::: Dataset records :::

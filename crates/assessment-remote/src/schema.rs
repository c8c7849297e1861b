//! Wire schema for the remote metadata API
//!
//! Objects:
//! - `DataElementPayload` / `DataSetPayload`: create bodies
//! - `RemoteObject`: the slim projection returned by queries
//! - `MetadataPayload` / `ImportReport`: bulk import request and response
//!
//! Field names follow the remote API's camelCase conventions.

use chrono::{DateTime, Utc};
use serde::{Deserialize, Serialize};

/// Kind of remote metadata object handled by this toolkit
#[derive(Debug, Clone, Copy, PartialEq, Eq, Hash, Serialize, Deserialize)]
#[serde(rename_all = "camelCase")]
pub enum ObjectKind {
    DataElement,
    DataSet,
}

impl ObjectKind {
    /// Collection name used in API paths and bulk payload keys.
    pub fn collection(&self) -> &'static str {
        match self {
            ObjectKind::DataElement => "dataElements",
            ObjectKind::DataSet => "dataSets",
        }
    }
}

impl std::fmt::Display for ObjectKind {
    fn fmt(&self, f: &mut std::fmt::Formatter<'_>) -> std::fmt::Result {
        match self {
            ObjectKind::DataElement => write!(f, "data element"),
            ObjectKind::DataSet => write!(f, "dataset"),
        }
    }
}

/// Reference to another object by id (`{"id": "..."}` on the wire)
#[derive(Debug, Clone, PartialEq, Eq, Serialize, Deserialize)]
pub struct IdRef {
    pub id: String,
}

impl IdRef {
    pub fn new(id: impl Into<String>) -> Self {
        Self { id: id.into() }
    }
}

/// Create body for a data element
#[derive(Debug, Clone, PartialEq, Serialize, Deserialize)]
#[serde(rename_all = "camelCase")]
pub struct DataElementPayload {
    pub id: String,
    pub name: String,
    pub short_name: String,
    pub code: String,
    pub description: String,
    pub value_type: String,
    pub aggregation_type: String,
    pub domain_type: String,
    pub category_combo: IdRef,
    pub public_access: String,
}

/// Membership of a data element in a dataset
#[derive(Debug, Clone, PartialEq, Eq, Serialize, Deserialize)]
#[serde(rename_all = "camelCase")]
pub struct DataSetElement {
    pub data_element: IdRef,
}

/// Create body for a dataset
#[derive(Debug, Clone, PartialEq, Serialize, Deserialize)]
#[serde(rename_all = "camelCase")]
pub struct DataSetPayload {
    pub id: String,
    pub name: String,
    pub short_name: String,
    pub code: String,
    pub description: String,
    pub period_type: String,
    pub category_combo: IdRef,
    pub data_set_elements: Vec<DataSetElement>,
    pub organisation_units: Vec<IdRef>,
    pub public_access: String,
}

/// A create request for a single object
#[derive(Debug, Clone, PartialEq, Serialize, Deserialize)]
#[serde(untagged)]
pub enum ObjectPayload {
    DataElement(DataElementPayload),
    DataSet(DataSetPayload),
}

impl ObjectPayload {
    pub fn kind(&self) -> ObjectKind {
        match self {
            ObjectPayload::DataElement(_) => ObjectKind::DataElement,
            ObjectPayload::DataSet(_) => ObjectKind::DataSet,
        }
    }

    pub fn id(&self) -> &str {
        match self {
            ObjectPayload::DataElement(p) => &p.id,
            ObjectPayload::DataSet(p) => &p.id,
        }
    }

    pub fn name(&self) -> &str {
        match self {
            ObjectPayload::DataElement(p) => &p.name,
            ObjectPayload::DataSet(p) => &p.name,
        }
    }

    pub fn code(&self) -> &str {
        match self {
            ObjectPayload::DataElement(p) => &p.code,
            ObjectPayload::DataSet(p) => &p.code,
        }
    }

    /// Replace the generated code (used when retrying after a collision).
    pub fn set_code(&mut self, code: String) {
        match self {
            ObjectPayload::DataElement(p) => p.code = code,
            ObjectPayload::DataSet(p) => p.code = code,
        }
    }

    pub fn short_name(&self) -> &str {
        match self {
            ObjectPayload::DataElement(p) => &p.short_name,
            ObjectPayload::DataSet(p) => &p.short_name,
        }
    }

    /// Replace the short name (it carries the code, so it changes with it).
    pub fn set_short_name(&mut self, short_name: String) {
        match self {
            ObjectPayload::DataElement(p) => p.short_name = short_name,
            ObjectPayload::DataSet(p) => p.short_name = short_name,
        }
    }
}

/// Slim projection of an existing remote object
#[derive(Debug, Clone, PartialEq, Serialize, Deserialize)]
#[serde(rename_all = "camelCase")]
pub struct RemoteObject {
    pub id: String,
    pub name: String,
    #[serde(default)]
    pub code: Option<String>,
    #[serde(default)]
    pub short_name: Option<String>,
    #[serde(default)]
    pub last_updated: Option<DateTime<Utc>>,
}

/// Query filter understood by every `MetadataStore`
#[derive(Debug, Clone, PartialEq, Eq)]
pub enum QueryFilter {
    /// Every object of the kind
    All,
    /// Exact code equality
    CodeEq(String),
    /// Case-insensitive substring of the name
    NameContains(String),
}

/// Bulk import body: only the objects that need creating
#[derive(Debug, Clone, Default, PartialEq, Serialize, Deserialize)]
#[serde(rename_all = "camelCase")]
pub struct MetadataPayload {
    #[serde(default, skip_serializing_if = "Vec::is_empty")]
    pub data_elements: Vec<DataElementPayload>,
    #[serde(default, skip_serializing_if = "Vec::is_empty")]
    pub data_sets: Vec<DataSetPayload>,
}

impl MetadataPayload {
    pub fn is_empty(&self) -> bool {
        self.data_elements.is_empty() && self.data_sets.is_empty()
    }

    pub fn len(&self) -> usize {
        self.data_elements.len() + self.data_sets.len()
    }
}

/// Overall outcome reported by a bulk import
#[derive(Debug, Clone, Copy, PartialEq, Eq, Serialize, Deserialize)]
#[serde(rename_all = "SCREAMING_SNAKE_CASE")]
pub enum ImportStatus {
    Ok,
    Warning,
    Error,
}

/// Per-kind create/update counts
#[derive(Debug, Clone, Default, PartialEq, Eq, Serialize, Deserialize)]
pub struct KindStats {
    pub created: u32,
    pub updated: u32,
    pub ignored: u32,
}

/// A single object rejected by a bulk import
#[derive(Debug, Clone, PartialEq, Eq, Serialize, Deserialize)]
#[serde(rename_all = "camelCase")]
pub struct ObjectError {
    pub kind: ObjectKind,
    pub id: Option<String>,
    pub message: String,
}

/// Bulk import response, kept verbatim for the caller
#[derive(Debug, Clone, PartialEq, Serialize, Deserialize)]
#[serde(rename_all = "camelCase")]
pub struct ImportReport {
    pub status: ImportStatus,
    pub data_elements: KindStats,
    pub data_sets: KindStats,
    #[serde(default)]
    pub errors: Vec<ObjectError>,
}

impl ImportReport {
    pub fn created_count(&self) -> u32 {
        self.data_elements.created + self.data_sets.created
    }

    pub fn updated_count(&self) -> u32 {
        self.data_elements.updated + self.data_sets.updated
    }

    /// First error reported for the object with the given id, if any.
    pub fn error_for(&self, kind: ObjectKind, id: &str) -> Option<&ObjectError> {
        self.errors
            .iter()
            .find(|e| e.kind == kind && e.id.as_deref() == Some(id))
    }
}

:::

# Task objective
Look through the data above and return each line where the string "Option" occurs.

# Task result
    pub code: Option<String>,
    pub short_name: Option<String>,
    pub last_updated: Option<DateTime<Utc>>,
    pub id: Option<String>,
    pub fn error_for(&self, kind: ObjectKind, id: &str) -> Option<&ObjectError> {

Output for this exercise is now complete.